44      S’agissant du premier grief, il convient de rappeler, à titre liminaire, que, dans l’exercice de son pouvoir d’appréciation au titre de l’article 106, paragraphe 2, TFUE, la Commission peut adopter des règles de conduite afin d’établir les critères sur la base desquels elle entend évaluer la compatibilité, avec le marché intérieur, de mesures d’aide liées à la gestion d’un SIEG, envisagées par les États membres. En adoptant de telles règles de conduite, telles que celle de l’encadrement SIEG, et en annonçant par leur publication qu’elle les appliquera dorénavant aux cas concernés par celles-ci, la Commission s’autolimite dans l’exercice dudit pouvoir d’appréciation et ne saurait, en principe, se départir de ces règles sous peine de se voir sanctionner, le cas échéant, au titre d’une violation de principes généraux du droit, tels que le principe d’égalité de traitement ou celui de protection de la confiance légitime (voir, en ce sens, arrêts du 8 mars 2016, Grèce/Commission, C‑431/14 P, EU:C:2016:145, points 68 à 70 ; du 19 juillet 2016, Kotnik e.a., C‑526/14, EU:C:2016:570, points 38 à 40 et jurisprudence citée, et du 16 juillet 2014, Zweckverband Tierkörperbeseitigung/Commission, T‑309/12, non publié, EU:T:2014:676, point 212).

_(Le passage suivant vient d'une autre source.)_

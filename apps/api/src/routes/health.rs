use axum::Json;
use serde_json::{json, Value};

/// GET /health
/// Returns a simple status object with service version.
pub async fn health_handler() -> Json<Value> {
    Json(json!({
        "status": "ok",
        "version": env!("CARGO_PKG_VERSION"),
        "service": "resumatch-api"
    }))
}
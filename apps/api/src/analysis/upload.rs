use axum::extract::Multipart;
use bytes::Bytes;
use uuid::Uuid;

use crate::analysis_client::ResumeUpload;
use crate::errors::AppError;

/// Field names accepted for each form part. The second name in each list is
/// the one older front ends send.
const FILE_FIELDS: &[&str] = &["file", "resume"];
const JD_FIELDS: &[&str] = &["jd_text", "job_description"];
const USER_FIELD: &str = "user_id";

const DEFAULT_FILENAME: &str = "resume";

/// A parsed analysis form: the upload plus who, if anyone, to save it for.
#[derive(Debug)]
pub struct AnalyzeForm {
    pub upload: ResumeUpload,
    pub user_id: Option<Uuid>,
}

pub async fn read_analyze_form(mut multipart: Multipart) -> Result<AnalyzeForm, AppError> {
    let mut file: Option<(String, Option<String>, Bytes)> = None;
    let mut jd_text: Option<String> = None;
    let mut user_id: Option<Uuid> = None;

    while let Some(field) = multipart
        .next_field()
        .await
        .map_err(|e| AppError::Validation(format!("Malformed multipart body: {e}")))?
    {
        let name = field.name().unwrap_or_default().to_string();

        if FILE_FIELDS.contains(&name.as_str()) {
            let filename = field
                .file_name()
                .filter(|n| !n.trim().is_empty())
                .unwrap_or(DEFAULT_FILENAME)
                .to_string();
            let content_type = field.content_type().map(str::to_string);
            let data = field
                .bytes()
                .await
                .map_err(|e| AppError::Validation(format!("Could not read resume file: {e}")))?;
            file = Some((filename, content_type, data));
        } else if JD_FIELDS.contains(&name.as_str()) {
            let text = field
                .text()
                .await
                .map_err(|e| AppError::Validation(format!("Could not read job description: {e}")))?;
            jd_text = normalize_jd(text);
        } else if name == USER_FIELD {
            let text = field
                .text()
                .await
                .map_err(|e| AppError::Validation(format!("Could not read user_id: {e}")))?;
            user_id = parse_user_id(&text)?;
        }
    }

    let (filename, content_type, data) =
        file.ok_or_else(|| AppError::Validation("A resume file is required".to_string()))?;
    if data.is_empty() {
        return Err(AppError::Validation("The resume file is empty".to_string()));
    }

    Ok(AnalyzeForm {
        upload: ResumeUpload {
            filename,
            content_type,
            data,
            jd_text,
        },
        user_id,
    })
}

/// Blank job descriptions count as absent.
fn normalize_jd(text: String) -> Option<String> {
    if text.trim().is_empty() {
        None
    } else {
        Some(text)
    }
}

/// Blank is anonymous; anything else must be a UUID.
fn parse_user_id(text: &str) -> Result<Option<Uuid>, AppError> {
    let text = text.trim();
    if text.is_empty() {
        return Ok(None);
    }
    Uuid::parse_str(text)
        .map(Some)
        .map_err(|_| AppError::Validation(format!("user_id '{text}' is not a valid UUID")))
}
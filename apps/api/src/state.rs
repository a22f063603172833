use std::sync::Arc;

use sqlx::PgPool;

use crate::analysis_client::ResumeAnalyzer;
use crate::config::Config;

/// Shared application state injected into all route handlers via Axum extractors.
#[derive(Clone)]
pub struct AppState {
    pub db: PgPool,
    /// Remote analysis backend. Default: `AnalysisClient` pointed at `ANALYSIS_SERVICE_URL`.
    pub analyzer: Arc<dyn ResumeAnalyzer>,
    pub config: Config,
}
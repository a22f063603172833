//! Axum route handlers for saved analyses.

use axum::{
    extract::{Path, Query, State},
    http::StatusCode,
    Json,
};
use serde::Deserialize;
use uuid::Uuid;

use crate::errors::AppError;
use crate::history::store::{delete_analysis, get_analysis, list_analyses};
use crate::models::analysis::AnalysisRow;
use crate::state::AppState;

#[derive(Debug, Deserialize)]
pub struct UserIdQuery {
    pub user_id: Uuid,
}

#[derive(Debug, Deserialize)]
pub struct ListQuery {
    pub user_id: Uuid,
    pub limit: Option<i64>,
}

/// GET /api/v1/analyses
pub async fn handle_list_analyses(
    State(state): State<AppState>,
    Query(params): Query<ListQuery>,
) -> Result<Json<Vec<AnalysisRow>>, AppError> {
    let rows = list_analyses(&state.db, params.user_id, params.limit).await?;
    Ok(Json(rows))
}

/// GET /api/v1/analyses/:id
pub async fn handle_get_analysis(
    State(state): State<AppState>,
    Path(id): Path<Uuid>,
    Query(params): Query<UserIdQuery>,
) -> Result<Json<AnalysisRow>, AppError> {
    let row = get_analysis(&state.db, id, params.user_id)
        .await?
        .ok_or_else(|| AppError::NotFound(format!("Analysis {id} not found")))?;
    Ok(Json(row))
}

/// DELETE /api/v1/analyses/:id
pub async fn handle_delete_analysis(
    State(state): State<AppState>,
    Path(id): Path<Uuid>,
    Query(params): Query<UserIdQuery>,
) -> Result<StatusCode, AppError> {
    if !delete_analysis(&state.db, id, params.user_id).await? {
        return Err(AppError::NotFound(format!("Analysis {id} not found")));
    }
    Ok(StatusCode::NO_CONTENT)
}
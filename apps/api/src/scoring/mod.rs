//! Score resolution: untyped analysis payload in, bounded canonical score out.
//!
//! Nothing in here does I/O or reads configuration; every function is pure
//! and safe to call from any number of handlers at once.

pub mod precedence;
pub mod raw;
pub mod resolver;

pub use resolver::{resolve_value, Breakdown, ResolvedScore};

/// Rounds to the nearest integer, halves going up (`43.5 → 44`, `-0.5 → 0`).
pub fn round_half_up(value: f64) -> f64 {
    let floor = value.floor();
    if value - floor >= 0.5 {
        floor + 1.0
    } else {
        floor
    }
}

/// Rounds and clamps to the 0-100 score range. Infinities saturate; NaN is 0.
pub fn clamp_score(value: f64) -> u32 {
    if value.is_nan() {
        return 0;
    }
    round_half_up(value.clamp(0.0, 100.0)) as u32
}
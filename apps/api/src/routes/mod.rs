pub mod health;

use axum::{
    extract::DefaultBodyLimit,
    routing::{get, post},
    Router,
};

use crate::analysis::handlers as analysis;
use crate::history::handlers as history;
use crate::state::AppState;

pub fn build_router(state: AppState) -> Router {
    let upload_limit = state.config.max_upload_bytes;

    Router::new()
        .route("/health", get(health::health_handler))
        // Analysis API
        .route(
            "/api/v1/analyses",
            post(analysis::handle_analyze).get(history::handle_list_analyses),
        )
        .route("/api/v1/analyses/resolve", post(analysis::handle_resolve))
        // History API
        .route(
            "/api/v1/analyses/:id",
            get(history::handle_get_analysis).delete(history::handle_delete_analysis),
        )
        .layer(DefaultBodyLimit::max(upload_limit))
        .with_state(state)
}
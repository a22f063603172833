use chrono::{DateTime, Utc};
use serde::{Deserialize, Serialize};
use sqlx::types::Json;
use sqlx::FromRow;
use uuid::Uuid;

use crate::scoring::Breakdown;

/// One saved analysis, as stored in `resume_analyses`.
#[derive(Debug, Clone, Serialize, Deserialize, FromRow)]
pub struct AnalysisRow {
    pub id: Uuid,
    pub user_id: Uuid,
    pub filename: String,
    pub resume_text: String,
    pub job_description: String,
    pub match_score: i32,
    pub breakdown: Json<Breakdown>,
    pub extracted_skills: Vec<String>,
    pub suggestions: Vec<String>,
    pub created_at: DateTime<Utc>,
}
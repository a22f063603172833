mod analysis;
mod analysis_client;
mod config;
mod errors;
mod history;
mod models;
mod routes;
mod scoring;
mod state;

use anyhow::{Context, Result};
use axum::http::HeaderValue;
use std::net::SocketAddr;
use std::sync::Arc;
use tower::ServiceBuilder;
use tower_http::{
    cors::{AllowOrigin, Any, CorsLayer},
    trace::TraceLayer,
};
use tracing::info;
use tracing_subscriber::{layer::SubscriberExt, util::SubscriberInitExt, EnvFilter};

use crate::analysis_client::AnalysisClient;
use crate::config::Config;
use crate::history::store::{create_pool, run_migrations};
use crate::routes::build_router;
use crate::state::AppState;

#[tokio::main]
async fn main() -> Result<()> {
    // Load configuration first (fails fast on missing required env vars)
    let config = Config::from_env()?;

    // Initialize structured logging
    tracing_subscriber::registry()
        .with(EnvFilter::try_from_default_env().unwrap_or_else(|_| {
            EnvFilter::new(format!("{}={}", env!("CARGO_CRATE_NAME"), &config.rust_log))
        }))
        .with(tracing_subscriber::fmt::layer())
        .init();

    info!("Starting Resumatch API v{}", env!("CARGO_PKG_VERSION"));

    // Initialize PostgreSQL (analysis history)
    let db = create_pool(&config.database_url).await?;
    run_migrations(&db)
        .await
        .context("Failed to run database migrations")?;

    // Initialize the remote analysis client
    let client = AnalysisClient::new(&config.analysis_service_url, config.analysis_timeout)
        .context("Failed to build analysis service client")?;
    info!("Analysis client initialized (endpoint: {})", client.endpoint());

    let state = AppState {
        db,
        analyzer: Arc::new(client),
        config: config.clone(),
    };

    let app = build_router(state).layer(
        ServiceBuilder::new()
            .layer(TraceLayer::new_for_http())
            .layer(cors_layer(&config)?),
    );

    let addr: SocketAddr = format!("0.0.0.0:{}", config.port).parse()?;
    info!("Listening on {addr}");

    let listener = tokio::net::TcpListener::bind(addr).await?;
    axum::serve(listener, app).await?;

    Ok(())
}

/// Permissive when `FRONTEND_URL` is unset; otherwise an explicit allow-list.
fn cors_layer(config: &Config) -> Result<CorsLayer> {
    let Some(origins) = config.allowed_origins() else {
        info!("FRONTEND_URL not set, allowing all origins");
        return Ok(CorsLayer::permissive());
    };

    let origins = origins
        .iter()
        .map(|o| HeaderValue::from_str(o).with_context(|| format!("Invalid CORS origin '{o}'")))
        .collect::<Result<Vec<_>>>()?;
    info!("CORS restricted to {} origins", origins.len());

    Ok(CorsLayer::new()
        .allow_origin(AllowOrigin::list(origins))
        .allow_methods(Any)
        .allow_headers(Any))
}
// Analysis pipeline: upload → remote analysis service → score resolution → optional history row.
// The remote call goes through analysis_client; scoring stays pure.

pub mod handlers;
pub mod upload;

use serde_json::Value;
use tracing::info;

use crate::analysis_client::{ResumeAnalyzer, ResumeUpload};
use crate::errors::AppError;
use crate::scoring::{resolve_value, ResolvedScore};

/// Raw service payload alongside the score resolved from it.
#[derive(Debug, Clone)]
pub struct AnalysisOutcome {
    pub raw: Value,
    pub score: ResolvedScore,
}

pub async fn run_analysis(
    analyzer: &dyn ResumeAnalyzer,
    upload: &ResumeUpload,
) -> Result<AnalysisOutcome, AppError> {
    info!(
        "Analyzing {} ({} bytes, job description: {})",
        upload.filename,
        upload.data.len(),
        upload.jd_text.is_some()
    );

    let raw = analyzer.analyze(upload).await?;
    let score = resolve_value(&raw);

    info!(
        "Resolved {}: final score {}, {} suggestions",
        upload.filename,
        score.final_score,
        score.suggestions.len()
    );

    Ok(AnalysisOutcome { raw, score })
}

#[cfg(test)]
mod tests {
    use super::*;
    use async_trait::async_trait;
    use bytes::Bytes;
    use serde_json::json;
    use std::sync::Mutex;

    use crate::analysis_client::AnalysisError;

    /// Returns a canned payload and remembers what it was asked to analyze.
    struct StubAnalyzer {
        payload: Result<Value, u16>,
        seen: Mutex<Vec<String>>,
    }

    impl StubAnalyzer {
        fn returning(payload: Value) -> Self {
            Self {
                payload: Ok(payload),
                seen: Mutex::new(Vec::new()),
            }
        }

        fn failing(status: u16) -> Self {
            Self {
                payload: Err(status),
                seen: Mutex::new(Vec::new()),
            }
        }
    }

    #[async_trait]
    impl ResumeAnalyzer for StubAnalyzer {
        async fn analyze(&self, upload: &ResumeUpload) -> Result<Value, AnalysisError> {
            self.seen.lock().unwrap().push(upload.filename.clone());
            match &self.payload {
                Ok(value) => Ok(value.clone()),
                Err(status) => Err(AnalysisError::Api {
                    status: *status,
                    message: "analysis failed".to_string(),
                }),
            }
        }
    }

    fn upload() -> ResumeUpload {
        ResumeUpload {
            filename: "cv.pdf".to_string(),
            content_type: None,
            data: Bytes::from_static(b"%PDF"),
            jd_text: None,
        }
    }

    #[tokio::test]
    async fn test_run_analysis_resolves_service_payload() {
        let analyzer = StubAnalyzer::returning(json!({
            "final_score": 66.5,
            "suggestions": ["Consider adding more detail to your resume"],
            "quality": { "total_issues_count": 1 }
        }));

        let outcome = run_analysis(&analyzer, &upload()).await.unwrap();

        assert_eq!(outcome.score.final_score, 67);
        assert_eq!(outcome.score.breakdown.grammar, 95);
        assert_eq!(outcome.score.suggestions.len(), 1);
        assert_eq!(outcome.raw["final_score"], 66.5);
        assert_eq!(*analyzer.seen.lock().unwrap(), vec!["cv.pdf"]);
    }

    #[tokio::test]
    async fn test_run_analysis_handles_non_object_payload() {
        let analyzer = StubAnalyzer::returning(Value::Null);

        let outcome = run_analysis(&analyzer, &upload()).await.unwrap();

        assert_eq!(outcome.score.final_score, 44);
        assert_eq!(outcome.score.breakdown.relevance, 78);
    }

    #[tokio::test]
    async fn test_run_analysis_surfaces_upstream_failure() {
        let analyzer = StubAnalyzer::failing(500);

        let err = run_analysis(&analyzer, &upload()).await.unwrap_err();

        assert!(matches!(err, AppError::Upstream(AnalysisError::Api { status: 500, .. })));
    }
}
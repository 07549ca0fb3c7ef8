use super::entities::{category, recipe, Category, Recipe};
use sea_orm::{entity::*, query::*, DatabaseConnection, DbErr};

#[derive(Clone)]
pub struct CategoryRepository {
    db: DatabaseConnection,
}

impl CategoryRepository {
    pub fn new(db: DatabaseConnection) -> Self {
        Self { db }
    }

    pub async fn list(&self) -> Result<Vec<category::Model>, DbErr> {
        Category::find()
            .order_by_asc(category::Column::Name)
            .all(&self.db)
            .await
    }

    pub async fn find_by_id(&self, id: i32) -> Result<Option<category::Model>, DbErr> {
        Category::find_by_id(id).one(&self.db).await
    }

    pub async fn find_by_name(&self, name: &str) -> Result<Option<category::Model>, DbErr> {
        Category::find()
            .filter(category::Column::Name.eq(name))
            .one(&self.db)
            .await
    }

    pub async fn insert(&self, name: &str) -> Result<category::Model, DbErr> {
        let active = category::ActiveModel {
            name: Set(name.to_string()),
            ..Default::default()
        };
        active.insert(&self.db).await
    }

    pub async fn rename(&self, id: i32, name: &str) -> Result<Option<category::Model>, DbErr> {
        let Some(existing) = self.find_by_id(id).await? else {
            return Ok(None);
        };
        let mut active: category::ActiveModel = existing.into();
        active.name = Set(name.to_string());
        Ok(Some(active.update(&self.db).await?))
    }

    pub async fn delete(&self, id: i32) -> Result<bool, DbErr> {
        let res = Category::delete_by_id(id).exec(&self.db).await?;
        Ok(res.rows_affected > 0)
    }

    pub async fn recipe_count(&self, category_id: i32) -> Result<u64, DbErr> {
        Recipe::find()
            .filter(recipe::Column::CategoryId.eq(category_id))
            .count(&self.db)
            .await
    }
}
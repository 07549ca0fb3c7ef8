use super::entities::{rating, Rating};
use sea_orm::{entity::*, query::*, DatabaseConnection, DbErr};

#[derive(Clone)]
pub struct RatingRepository {
    db: DatabaseConnection,
}

impl RatingRepository {
    pub fn new(db: DatabaseConnection) -> Self {
        Self { db }
    }

    pub async fn find_by_recipe_and_user(
        &self,
        recipe_id: i32,
        user_id: &str,
    ) -> Result<Option<rating::Model>, DbErr> {
        Rating::find()
            .filter(rating::Column::RecipeId.eq(recipe_id))
            .filter(rating::Column::UserId.eq(user_id))
            .one(&self.db)
            .await
    }

    /// Insert a new rating or overwrite the value (and timestamp) of the
    /// existing one for this (recipe, user) pair.
    pub async fn upsert(
        &self,
        recipe_id: i32,
        user_id: &str,
        value: i32,
    ) -> Result<rating::Model, DbErr> {
        if let Some(existing) = self.find_by_recipe_and_user(recipe_id, user_id).await? {
            let mut active: rating::ActiveModel = existing.into();
            active.value = Set(value);
            active.created_at = Set(Some(chrono::Utc::now()));
            active.update(&self.db).await
        } else {
            let active = rating::ActiveModel {
                recipe_id: Set(recipe_id),
                user_id: Set(user_id.to_string()),
                value: Set(value),
                created_at: Set(Some(chrono::Utc::now())),
                ..Default::default()
            };
            active.insert(&self.db).await
        }
    }

    pub async fn delete_by_recipe_and_user(
        &self,
        recipe_id: i32,
        user_id: &str,
    ) -> Result<bool, DbErr> {
        let res = Rating::delete_many()
            .filter(rating::Column::RecipeId.eq(recipe_id))
            .filter(rating::Column::UserId.eq(user_id))
            .exec(&self.db)
            .await?;
        Ok(res.rows_affected > 0)
    }

    pub async fn values_for_recipe(&self, recipe_id: i32) -> Result<Vec<i32>, DbErr> {
        let ratings = Rating::find()
            .filter(rating::Column::RecipeId.eq(recipe_id))
            .all(&self.db)
            .await?;
        Ok(ratings.into_iter().map(|r| r.value).collect())
    }

    pub async fn count_for_recipe(&self, recipe_id: i32) -> Result<u64, DbErr> {
        Rating::find()
            .filter(rating::Column::RecipeId.eq(recipe_id))
            .count(&self.db)
            .await
    }

    /// All ratings for a recipe, newest first.
    pub async fn list_for_recipe(&self, recipe_id: i32) -> Result<Vec<rating::Model>, DbErr> {
        Rating::find()
            .filter(rating::Column::RecipeId.eq(recipe_id))
            .order_by_desc(rating::Column::CreatedAt)
            .all(&self.db)
            .await
    }

    pub async fn find_all(&self) -> Result<Vec<rating::Model>, DbErr> {
        Rating::find()
            .order_by_desc(rating::Column::CreatedAt)
            .all(&self.db)
            .await
    }
}
pub mod entities;

mod category_repository;
mod rating_repository;
mod recipe_repository;
mod user_repository;

pub use category_repository::CategoryRepository;
pub use rating_repository::RatingRepository;
pub use recipe_repository::RecipeRepository;
pub use user_repository::UserRepository;

use sea_orm::{ConnectOptions, ConnectionTrait, Database, DatabaseConnection, DbErr, Statement};
use std::time::Duration;

pub async fn create_connection(database_url: &str) -> Result<DatabaseConnection, DbErr> {
    let mut opt = ConnectOptions::new(database_url);
    opt.max_connections(10)
        .min_connections(1)
        .connect_timeout(Duration::from_secs(10))
        .acquire_timeout(Duration::from_secs(10))
        .idle_timeout(Duration::from_secs(600))
        .sqlx_logging(false);

    Database::connect(opt).await
}

pub async fn run_migrations(db: &DatabaseConnection) -> Result<(), DbErr> {
    let migration = include_str!("../../../../migrations/001_initial.sql");
    let backend = db.get_database_backend();

    // Statements are idempotent (CREATE ... IF NOT EXISTS), so rerunning on
    // an existing database is harmless.
    for statement in migration.split(';') {
        let statement = statement.trim();
        if !statement.is_empty() {
            db.execute(Statement::from_string(backend, statement.to_string()))
                .await?;
        }
    }

    Ok(())
}
mod app_error;

pub use app_error::AppError;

45      Le point 14 de l’encadrement SIEG se lit comme suit :

« Aux fins de l’application des principes énoncés dans la présente communication, les États membres doivent prouver qu’ils ont pris dûment en considération les besoins en matière de service public concernés, en effectuant une consultation publique ou par d’autres moyens appropriés permettant de tenir compte des intérêts des utilisateurs et des prestataires de services. Cette disposition ne s’applique pas lorsqu’il est évident qu’une nouvelle consultation n’apportera aucune valeur ajoutée significative à une consultation récente. »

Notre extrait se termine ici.